The acronym MESC stands for Material and Equipment Standards and Code. It is a tool of the materials department for standardisation and handling of materials used in business. It was created in 1932 for internal use by Shell, but later on licensed to every company who wished to pay for it.

The system is a catalogue of specifications in the English language, to allow buyers to purchase standardised materials all over the world.

When MESC was initially introduced, materials were allocated a unique 7-digit number. This was increased to ten digits in 1946. The system has a numerical "coding schedule" of 10 digits to code the materials. It consists of groups, sub- and sub-sub-groups of 2 digits each, and a "Buying description" of 3 digits. Local coding is allowed for every company. The last digit for central coded materials is a 1, the last digit for local coded materials is a 9. With a single 10 digit code materials can be purchased all over the world, independent of the manufacturer or brand.

Typical example: Somewhere in the world a buyer purchases 500 metre cable coded 68.68.61.301.1 He knows he gets a telecommunication cable, 110 volt, polythene isolated, lead sheathed and steelwire armed, PVC served, colour green, with conductors of high-conductivity solid plain annealed copper wire, polythene insulated and polythene inner sheath, grouped 1x4x0,8 mm according to a strict specification and known measures.

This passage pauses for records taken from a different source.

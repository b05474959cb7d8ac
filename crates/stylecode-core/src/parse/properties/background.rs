//! `background-image`: `none`, a `url()`, or a gradient stored as `none`.

use stylecode_types::CssError;

use crate::bytecode::opcodes::{BACKGROUND_IMAGE_NONE, BACKGROUND_IMAGE_URI};
use crate::bytecode::{PropertyId, StyleBuffer};
use crate::cursor::TokenCursor;
use crate::lexer::Token;
use crate::parse::utils::{emit_flag_value, parse_flag_value};
use crate::parse::{ParseContext, transaction};

const GRADIENTS: [&str; 4] = [
    "linear-gradient",
    "radial-gradient",
    "repeating-linear-gradient",
    "repeating-radial-gradient",
];

/// `background-image: none | <url> | <gradient>`
///
/// Gradients are accepted syntactically and stored as `none`.
pub fn parse_background_image(
    ctx: &mut ParseContext,
    cursor: &mut TokenCursor<'_>,
    out: &mut StyleBuffer,
) -> Result<(), CssError> {
    transaction(cursor, out, |cursor, out| {
        if let Some(flag) = parse_flag_value(cursor) {
            return emit_flag_value(out, flag, &[PropertyId::BackgroundImage]);
        }
        match cursor.advance() {
            Some(tok) if tok.is_ident("none") => {
                out.append_opv(PropertyId::BackgroundImage, 0, BACKGROUND_IMAGE_NONE)
            },
            Some(Token::Uri(reference)) => {
                let index = ctx.add_url(reference)?;
                out.append_opv(PropertyId::BackgroundImage, 0, BACKGROUND_IMAGE_URI)?;
                out.append(index)
            },
            Some(Token::Function(name))
                if GRADIENTS.iter().any(|g| name.eq_ignore_ascii_case(g)) =>
            {
                skip_function_body(cursor)?;
                log::debug!("background-image: {name}() not supported, using none");
                out.append_opv(PropertyId::BackgroundImage, 0, BACKGROUND_IMAGE_NONE)
            },
            _ => Err(CssError::Invalid),
        }
    })
}

/// Skip to the `)` closing an already-consumed function token.
fn skip_function_body(cursor: &mut TokenCursor<'_>) -> Result<(), CssError> {
    let mut depth = 1u32;
    while depth > 0 {
        match cursor.advance() {
            None | Some(Token::Eof) => return Err(CssError::Invalid),
            Some(Token::Function(_)) => depth += 1,
            Some(tok) if tok.is_char('(') => depth += 1,
            Some(tok) if tok.is_char(')') => depth -= 1,
            Some(_) => {},
        }
    }
    Ok(())
}

#[cfg(test)]
mod tests {
    use super::*;
    use crate::bytecode::Opv;
    use crate::test_utils::{assert_rejected, run_parser, run_parser_with};

    #[test]
    fn none() {
        let (buf, _) = run_parser(parse_background_image, "NONE").unwrap();
        assert_eq!(Opv::from_word(buf.words()[0]).value(), BACKGROUND_IMAGE_NONE);
        assert_eq!(buf.len(), 1);
    }

    #[test]
    fn url_is_resolved_and_interned() {
        let mut ctx = ParseContext::new(&stylecode_types::config::EngineConfig {
            base_url: "http://example.com/css/site.css".into(),
            ..Default::default()
        });
        let (buf, _) =
            run_parser_with(&mut ctx, parse_background_image, "url(img/bg.png)").unwrap();
        assert_eq!(Opv::from_word(buf.words()[0]).value(), BACKGROUND_IMAGE_URI);
        assert_eq!(
            ctx.strings().get(buf.words()[1]),
            Some("http://example.com/css/img/bg.png")
        );
    }

    #[test]
    fn gradient_becomes_none() {
        let (buf, consumed) = run_parser(
            parse_background_image,
            "linear-gradient(to right, rgb(0, 0, 0), red)",
        )
        .unwrap();
        assert_eq!(buf.words(), &[Opv::new(PropertyId::BackgroundImage, 0, 0).word()]);
        assert!(consumed > 1);
    }

    #[test]
    fn unterminated_gradient_is_invalid() {
        assert_rejected(parse_background_image, "radial-gradient(red, blue");
    }

    #[test]
    fn other_functions_are_invalid() {
        assert_rejected(parse_background_image, "image-set(a)");
        assert_rejected(parse_background_image, "auto");
    }
}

It does not matter whether the buyer works on a Shell refinery in Oman or a BP plant in Rotterdam Europort, it only depends on the local market which supplier will supply the cable.

A cable coded 68.68.61.301.9 would be the same cable as 68.68.61.301.1, but with local requirements, e.g. according to the local colour standard.

The loose-leaf paper version of the MESC consisted of approximately two metre books.